== Segment start ==
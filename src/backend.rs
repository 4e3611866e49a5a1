//! HTTP client for the optional backend API
//!
//! Everything except worker registration is best-effort: a backend outage is
//! logged and otherwise ignored so it never blocks message delivery.

use crate::config::Config;
use crate::error::Result;
use crate::events::now_millis;
use crate::health::WorkerStatus;
use crate::session::{AccountId, SessionState};
use reqwest::Client;
use serde::Serialize;
use serde_json::json;
use std::time::Duration;
use tracing::{debug, info, warn};

const REQUEST_TIMEOUT: Duration = Duration::from_secs(10);
const WORKER_ID_HEADER: &str = "X-Worker-ID";
const API_KEY_HEADER: &str = "X-API-Key";

#[derive(Debug, Clone, Serialize)]
#[serde(rename_all = "camelCase")]
struct Registration<'a> {
    worker_id: &'a str,
    worker_name: &'a str,
    version: &'a str,
    capabilities: [&'a str; 3],
}

#[derive(Debug, Clone)]
pub struct BackendClient {
    base_url: String,
    worker_id: String,
    worker_name: String,
    api_key: String,
    http: Client,
}

impl BackendClient {
    pub fn new(base_url: &str, config: &Config) -> Result<Self> {
        let http = Client::builder().timeout(REQUEST_TIMEOUT).build()?;
        Ok(Self {
            base_url: base_url.trim_end_matches('/').to_string(),
            worker_id: config.worker_id.clone(),
            worker_name: config.worker_name.clone(),
            api_key: config.backend_api_key.clone(),
            http,
        })
    }

    /// Client for the configured backend, if one is configured
    pub fn from_config(config: &Config) -> Result<Option<Self>> {
        config
            .backend_url
            .as_deref()
            .map(|url| Self::new(url, config))
            .transpose()
    }

    pub fn base_url(&self) -> &str {
        &self.base_url
    }

    async fn post<T: Serialize + ?Sized>(&self, path: &str, body: &T) -> Result<()> {
        let url = format!("{}{}", self.base_url, path);
        let mut request = self
            .http
            .post(url.as_str())
            .header(WORKER_ID_HEADER, &self.worker_id)
            .json(body);
        if !self.api_key.is_empty() {
            request = request.header(API_KEY_HEADER, &self.api_key);
        }

        request.send().await?.error_for_status()?;
        debug!(url = %url, "Backend request succeeded");
        Ok(())
    }

    async fn post_best_effort<T: Serialize + ?Sized>(&self, path: &str, body: &T) {
        if let Err(e) = self.post(path, body).await {
            warn!(path, error = %e, "Backend request failed");
        }
    }

    /// Announce this worker; callers decide whether failure is fatal
    pub async fn register_worker(&self) -> Result<()> {
        let registration = Registration {
            worker_id: &self.worker_id,
            worker_name: &self.worker_name,
            version: env!("CARGO_PKG_VERSION"),
            capabilities: ["text", "media", "qr"],
        };
        self.post("/workers/register", &registration).await?;
        info!(worker_id = %self.worker_id, "Registered with backend");
        Ok(())
    }

    pub async fn heartbeat(&self) {
        self.post_best_effort(
            "/workers/heartbeat",
            &json!({ "workerId": self.worker_id, "timestamp": now_millis() }),
        )
        .await;
    }

    pub async fn update_worker_status(&self, status: &WorkerStatus) {
        self.post_best_effort("/workers/status", status).await;
    }

    pub async fn report_session_status(
        &self,
        account_id: AccountId,
        session_id: &str,
        state: SessionState,
    ) {
        self.post_best_effort(
            "/sessions/status",
            &json!({
                "workerId": self.worker_id,
                "accountId": account_id,
                "sessionId": session_id,
                "status": state,
                "timestamp": now_millis(),
            }),
        )
        .await;
    }

    pub async fn report_error(&self, context: &str, error: &crate::Error) {
        self.post_best_effort(
            "/errors/report",
            &json!({
                "workerId": self.worker_id,
                "context": context,
                "error": error.to_string(),
                "errorCode": error.code(),
                "temporary": error.is_temporary(),
                "timestamp": now_millis(),
            }),
        )
        .await;
    }
}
== Segment end ==
INSTRUCTIONS FOR THE TASK: Each record above must be transcribed exactly, and none may be skipped.

COMPLETED EXERCISE:
filename src/backend.rs
repository 4e3611866e49a5a1
//! HTTP client for the optional backend API
//!
//! Everything except worker registration is best-effort: a backend outage is
//! logged and otherwise ignored so it never blocks message delivery.

use crate::config::Config;
use crate::error::Result;
use crate::events::now_millis;
use crate::health::WorkerStatus;
use crate::session::{AccountId, SessionState};
use reqwest::Client;
use serde::Serialize;
use serde_json::json;
use std::time::Duration;
use tracing::{debug, info, warn};

const REQUEST_TIMEOUT: Duration = Duration::from_secs(10);
const WORKER_ID_HEADER: &str = "X-Worker-ID";
const API_KEY_HEADER: &str = "X-API-Key";

#[derive(Debug, Clone, Serialize)]
#[serde(rename_all = "camelCase")]
struct Registration<'a> {
    worker_id: &'a str,
    worker_name: &'a str,
    version: &'a str,
    capabilities: [&'a str; 3],
}

#[derive(Debug, Clone)]
pub struct BackendClient {
    base_url: String,
    worker_id: String,
    worker_name: String,
    api_key: String,
    http: Client,
}

impl BackendClient {
    pub fn new(base_url: &str, config: &Config) -> Result<Self> {
        let http = Client::builder().timeout(REQUEST_TIMEOUT).build()?;
        Ok(Self {
            base_url: base_url.trim_end_matches('/').to_string(),
            worker_id: config.worker_id.clone(),
            worker_name: config.worker_name.clone(),
            api_key: config.backend_api_key.clone(),
            http,
        })
    }

    /// Client for the configured backend, if one is configured
    pub fn from_config(config: &Config) -> Result<Option<Self>> {
        config
            .backend_url
            .as_deref()
            .map(|url| Self::new(url, config))
            .transpose()
    }

    pub fn base_url(&self) -> &str {
        &self.base_url
    }

    async fn post<T: Serialize + ?Sized>(&self, path: &str, body: &T) -> Result<()> {
        let url = format!("{}{}", self.base_url, path);
        let mut request = self
            .http
            .post(url.as_str())
            .header(WORKER_ID_HEADER, &self.worker_id)
            .json(body);
        if !self.api_key.is_empty() {
            request = request.header(API_KEY_HEADER, &self.api_key);
        }

        request.send().await?.error_for_status()?;
        debug!(url = %url, "Backend request succeeded");
        Ok(())
    }

    async fn post_best_effort<T: Serialize + ?Sized>(&self, path: &str, body: &T) {
        if let Err(e) = self.post(path, body).await {
            warn!(path, error = %e, "Backend request failed");
        }
    }

    /// Announce this worker; callers decide whether failure is fatal
    pub async fn register_worker(&self) -> Result<()> {
        let registration = Registration {
            worker_id: &self.worker_id,
            worker_name: &self.worker_name,
            version: env!("CARGO_PKG_VERSION"),
            capabilities: ["text", "media", "qr"],
        };
        self.post("/workers/register", &registration).await?;
        info!(worker_id = %self.worker_id, "Registered with backend");
        Ok(())
    }

    pub async fn heartbeat(&self) {
        self.post_best_effort(
            "/workers/heartbeat",
            &json!({ "workerId": self.worker_id, "timestamp": now_millis() }),
        )
        .await;
    }

    pub async fn update_worker_status(&self, status: &WorkerStatus) {
        self.post_best_effort("/workers/status", status).await;
    }

    pub async fn report_session_status(
        &self,
        account_id: AccountId,
        session_id: &str,
        state: SessionState,
    ) {
        self.post_best_effort(
            "/sessions/status",
            &json!({
                "workerId": self.worker_id,
                "accountId": account_id,
                "sessionId": session_id,
                "status": state,
                "timestamp": now_millis(),
            }),
        )
        .await;
    }

    pub async fn report_error(&self, context: &str, error: &crate::Error) {
        self.post_best_effort(
            "/errors/report",
            &json!({
                "workerId": self.worker_id,
                "context": context,
                "error": error.to_string(),
                "errorCode": error.code(),
                "temporary": error.is_temporary(),
                "timestamp": now_millis(),
            }),
        )
        .await;
    }
}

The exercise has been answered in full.